Extracellular ATP Contributes to Barrier Function and Inflammation in Atopic Dermatitis: Potential for Topical Treatment of Atopic Dermatitis by Targeting Extracellular ATP.

Abstract

Atopic dermatitis (AD) is characterized by chronic inflammation, barrier dysfunction, and pruritus, exacerbated by external stimuli, such as scratching. This study investigates the role of extracellular adenosine triphosphate (ATP) in the pathophysiology of AD and assesses the therapeutic potential of clodronate, an ATP release inhibitor. Our research demonstrates that extracellular ATP impairs skin barrier function by reducing the filaggrin expression in the keratinocytes, a critical protein for barrier integrity. Furthermore, ATP release, triggered by IL-4 and mechanical stimuli, amplifies inflammation by promoting cytokine and chemokine production by the immune cells.

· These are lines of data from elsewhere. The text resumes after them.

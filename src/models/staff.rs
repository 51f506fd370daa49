use std::fmt;
use std::str::FromStr;

use serde::{Deserialize, Serialize};
use uuid::Uuid;

/// Closed set of salon roles, stored in the `funcao` column.
#[derive(Debug, Clone, Copy, PartialEq, Eq, Hash, Serialize, Deserialize)]
pub enum StaffRole {
    #[serde(rename = "barbeiro")]
    Barber,
    #[serde(rename = "cabeleireiro")]
    Hairdresser,
    #[serde(rename = "manicure")]
    Manicurist,
    #[serde(rename = "esteticista_facial")]
    FacialEsthetician,
    #[serde(rename = "esteticista_corporal")]
    BodyEsthetician,
    #[serde(rename = "maquiador")]
    MakeupArtist,
    #[serde(rename = "designer_sobrancelha")]
    EyebrowDesigner,
    #[serde(rename = "massagista")]
    Masseuse,
    #[serde(rename = "depilador")]
    Depilator,
    #[serde(rename = "admin")]
    Admin,
}

impl StaffRole {
    pub const ALL: [StaffRole; 10] = [
        StaffRole::Barber,
        StaffRole::Hairdresser,
        StaffRole::Manicurist,
        StaffRole::FacialEsthetician,
        StaffRole::BodyEsthetician,
        StaffRole::MakeupArtist,
        StaffRole::EyebrowDesigner,
        StaffRole::Masseuse,
        StaffRole::Depilator,
        StaffRole::Admin,
    ];

    /// Slug as stored by the backing store.
    pub fn as_str(&self) -> &'static str {
        match self {
            StaffRole::Barber => "barbeiro",
            StaffRole::Hairdresser => "cabeleireiro",
            StaffRole::Manicurist => "manicure",
            StaffRole::FacialEsthetician => "esteticista_facial",
            StaffRole::BodyEsthetician => "esteticista_corporal",
            StaffRole::MakeupArtist => "maquiador",
            StaffRole::EyebrowDesigner => "designer_sobrancelha",
            StaffRole::Masseuse => "massagista",
            StaffRole::Depilator => "depilador",
            StaffRole::Admin => "admin",
        }
    }

    /// Human-readable label shown on the profile page.
    pub fn label(&self) -> &'static str {
        match self {
            StaffRole::Barber => "Barbeiro",
            StaffRole::Hairdresser => "Cabeleireiro(a)",
            StaffRole::Manicurist => "Manicure",
            StaffRole::FacialEsthetician => "Esteticista Facial",
            StaffRole::BodyEsthetician => "Esteticista Corporal",
            StaffRole::MakeupArtist => "Maquiador(a)",
            StaffRole::EyebrowDesigner => "Designer de Sobrancelha",
            StaffRole::Masseuse => "Massagista",
            StaffRole::Depilator => "Depilador(a)",
            StaffRole::Admin => "Administrador",
        }
    }
}

impl fmt::Display for StaffRole {
    fn fmt(&self, f: &mut fmt::Formatter<'_>) -> fmt::Result {
        f.write_str(self.as_str())
    }
}

impl FromStr for StaffRole {
    type Err = String;

    fn from_str(s: &str) -> Result<Self, Self::Err> {
        StaffRole::ALL
            .into_iter()
            .find(|role| role.as_str() == s)
            .ok_or_else(|| format!("Unknown staff role: {s}"))
    }
}

/// Identity and profile snapshot of a staff member.
#[derive(Debug, Clone, PartialEq, Serialize, Deserialize)]
pub struct StaffRecord {
    pub id: Uuid,
    #[serde(rename = "nome")]
    pub name: String,
    pub email: String,
    #[serde(rename = "funcao")]
    pub role: StaffRole,
    #[serde(rename = "ativo")]
    pub active: bool,
    #[serde(rename = "foto_url")]
    pub photo_url: Option<String>,
    #[serde(rename = "telefone")]
    pub phone: String,
}

impl StaffRecord {
    pub fn with_photo_url(&self, photo_url: Option<String>) -> Self {
        Self {
            photo_url,
            ..self.clone()
        }
    }
}

/// Row shape returned by `autenticar_funcionario` and the `funcionarios` table.
#[derive(Debug, Clone, sqlx::FromRow)]
pub struct StaffRow {
    pub id: Uuid,
    pub nome: String,
    pub email: String,
    pub funcao: String,
    pub ativo: bool,
    pub foto_url: Option<String>,
    pub telefone: Option<String>,
}

impl TryFrom<StaffRow> for StaffRecord {
    type Error = String;

    fn try_from(row: StaffRow) -> Result<Self, Self::Error> {
        Ok(StaffRecord {
            id: row.id,
            name: row.nome,
            email: row.email,
            role: row.funcao.parse()?,
            active: row.ativo,
            photo_url: row.foto_url,
            phone: row.telefone.unwrap_or_default(),
        })
    }
}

Clodronate, by inhibiting ATP release, restores the filaggrin levels in the keratinocytes, reduces TARC production in the dendritic cells, and alleviates AD symptoms in a mouse model. These findings suggest that targeting extracellular ATP could offer a novel therapeutic approach to improving skin barrier function and reducing inflammation in AD. Future studies should explore the long-term efficacy and safety of ATP-targeted therapies in clinical settings.